Aprender a olhar para as emoções de forma mais estruturada ajuda-nos a entender o que sentimos, e talvez, porque sentimos o que sentimos. Embora a partir dos 25 anos a plasticidade neural diminua drasticamente, sendo necessário muito mais compromisso e esforço para construir desvios às autoestradas mal-criadas durante o nosso processo de maturação, é possível mudar a nossa biologia, e consequentemente a nossa perspectiva acerca dos mundos interno e externo, alinhando-os de forma a servir melhor quem somos hoje.

Este conhecimento deu-me um insight sobre a vida: quando se forma uma vida, ê nove ser é incumbido de uma missão que não pode rejeitar… É-lhe dade uma molécula de energia universal única, que nos anima e a que geralmente chamamos alma (anima, em latim), e a qual temos que preservar e fazer crescer, autêntica a si própria e ao corpo que a protege. Só que nada sabemos acerca dessa energia ou do funcionamento deste corpo, ou tampouco dessa nossa missão de vida. É tipo um blind-date connosco própries.  

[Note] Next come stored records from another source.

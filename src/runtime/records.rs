//! Runtime records wrapping configuration definitions.
//!
//! Each record owns the caller-supplied definition plus the state computed
//! for one generation: errors, status, back-references and, for services,
//! the live per-server status written by the health checker.

use std::collections::BTreeMap;
use std::fmt;
use std::sync::{Arc, PoisonError, RwLock};

use serde::{Serialize, Serializer};

use crate::config::dynamic::{HttpRouter, TcpRouter, UdpRouter};
use crate::runtime::status::{RecordState, StatusRecord};

/// Read access to the router fields the supervisor works with.
pub trait RouterDefinition {
    fn entry_points(&self) -> &[String];

    fn service(&self) -> &str;

    fn middlewares(&self) -> &[String] {
        &[]
    }

    fn parent_refs(&self) -> &[String] {
        &[]
    }

    fn has_tls(&self) -> bool {
        false
    }
}

impl RouterDefinition for HttpRouter {
    fn entry_points(&self) -> &[String] {
        &self.entry_points
    }

    fn service(&self) -> &str {
        &self.service
    }

    fn middlewares(&self) -> &[String] {
        &self.middlewares
    }

    fn parent_refs(&self) -> &[String] {
        &self.parent_refs
    }

    fn has_tls(&self) -> bool {
        self.tls.is_some()
    }
}

impl RouterDefinition for TcpRouter {
    fn entry_points(&self) -> &[String] {
        &self.entry_points
    }

    fn service(&self) -> &str {
        &self.service
    }

    fn middlewares(&self) -> &[String] {
        &self.middlewares
    }

    fn has_tls(&self) -> bool {
        self.tls.is_some()
    }
}

impl RouterDefinition for UdpRouter {
    fn entry_points(&self) -> &[String] {
        &self.entry_points
    }

    fn service(&self) -> &str {
        &self.service
    }
}

/// A router and its computed state.
#[derive(Debug, Clone, Serialize)]
pub struct RouterRecord<R> {
    pub definition: R,

    #[serde(flatten)]
    state: RecordState,

    /// Effective entry points, sorted and unique.
    pub using: Vec<String>,

    /// Routers declaring this one as a parent. Only populated for HTTP routers.
    #[serde(skip_serializing_if = "Vec::is_empty")]
    pub child_refs: Vec<String>,
}

impl<R> RouterRecord<R> {
    pub fn new(definition: R) -> Self {
        Self {
            definition,
            state: RecordState::default(),
            using: Vec::new(),
            child_refs: Vec::new(),
        }
    }
}

impl<R> StatusRecord for RouterRecord<R> {
    fn state(&self) -> &RecordState {
        &self.state
    }

    fn state_mut(&mut self) -> &mut RecordState {
        &mut self.state
    }
}

/// A service and its computed state.
#[derive(Debug, Clone, Serialize)]
pub struct ServiceRecord<S> {
    pub definition: S,

    #[serde(flatten)]
    state: RecordState,

    /// Routers using this service, sorted and unique.
    pub used_by: Vec<String>,

    pub server_status: ServerStatus,
}

impl<S> ServiceRecord<S> {
    pub fn new(definition: S) -> Self {
        Self {
            definition,
            state: RecordState::default(),
            used_by: Vec::new(),
            server_status: ServerStatus::default(),
        }
    }
}

impl<S> StatusRecord for ServiceRecord<S> {
    fn state(&self) -> &RecordState {
        &self.state
    }

    fn state_mut(&mut self) -> &mut RecordState {
        &mut self.state
    }
}

/// A middleware and its computed state.
#[derive(Debug, Clone, Serialize)]
pub struct MiddlewareRecord<M> {
    pub definition: M,

    #[serde(flatten)]
    state: RecordState,

    /// Routers using this middleware, sorted and unique.
    pub used_by: Vec<String>,
}

impl<M> MiddlewareRecord<M> {
    pub fn new(definition: M) -> Self {
        Self {
            definition,
            state: RecordState::default(),
            used_by: Vec::new(),
        }
    }
}

impl<M> StatusRecord for MiddlewareRecord<M> {
    fn state(&self) -> &RecordState {
        &self.state
    }

    fn state_mut(&mut self) -> &mut RecordState {
        &mut self.state
    }
}

/// Liveness of one backend server as last reported.
#[derive(Debug, Clone, Copy, PartialEq, Eq, Serialize)]
#[serde(rename_all = "UPPERCASE")]
pub enum ServerState {
    Up,
    Down,
}

impl fmt::Display for ServerState {
    fn fmt(&self, f: &mut fmt::Formatter<'_>) -> fmt::Result {
        match self {
            ServerState::Up => f.write_str("UP"),
            ServerState::Down => f.write_str("DOWN"),
        }
    }
}

/// Shared per-server status map of a service.
///
/// Written by the health checker, read by inspection consumers. Clones share
/// the same map. Reads return a copy so callers never see a partial update.
#[derive(Debug, Clone, Default)]
pub struct ServerStatus {
    inner: Arc<RwLock<BTreeMap<String, ServerState>>>,
}

impl ServerStatus {
    pub fn set(&self, target: &str, state: ServerState) {
        let mut map = self.inner.write().unwrap_or_else(PoisonError::into_inner);
        map.insert(target.to_string(), state);
    }

    pub fn get(&self, target: &str) -> Option<ServerState> {
        let map = self.inner.read().unwrap_or_else(PoisonError::into_inner);
        map.get(target).copied()
    }

    pub fn snapshot(&self) -> BTreeMap<String, ServerState> {
        self.inner
            .read()
            .unwrap_or_else(PoisonError::into_inner)
            .clone()
    }
}

impl Serialize for ServerStatus {
    fn serialize<S: Serializer>(&self, serializer: S) -> Result<S::Ok, S::Error> {
        self.snapshot().serialize(serializer)
    }
}

#[cfg(test)]
mod tests {
    use super::*;
    use crate::config::dynamic::HttpService;

    #[test]
    fn test_server_status_is_shared_between_clones() {
        let record = ServiceRecord::new(HttpService::default());
        let writer = record.server_status.clone();
        writer.set("http://10.0.0.1", ServerState::Up);
        writer.set("http://10.0.0.1", ServerState::Down);
        assert_eq!(
            record.server_status.get("http://10.0.0.1"),
            Some(ServerState::Down)
        );
        assert_eq!(record.server_status.snapshot().len(), 1);
    }

    #[test]
    fn test_record_serializes_for_inspection() {
        let mut record = ServiceRecord::new(HttpService::default());
        record.add_error("bad", false);
        record.server_status.set("http://a", ServerState::Up);
        let json = serde_json::to_value(&record).unwrap();
        assert_eq!(json["status"], "warning");
        assert_eq!(json["errors"][0], "bad");
        assert_eq!(json["server_status"]["http://a"], "UP");
    }
}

Começar a conhecer os cocktails hormonais que nos inebriam, e etiquetá-los tal e qual “Alice no País das Maravilhas” (este para quando precisas de motivação, este para quando precisas de colo, este para crescer ou ficar mais pequenine) é essencial para que comecemos a ser quem sentimos que deveríamos ser, de forma saudável e sustentável. 

– É um Ocitocina Sunrise com extra Dopamina para a mesa 2, por favor. 

* A Clara escreve de acordo com a ortografia pré-acordo e utilizando o sistema ELU para linguagem inclusiva.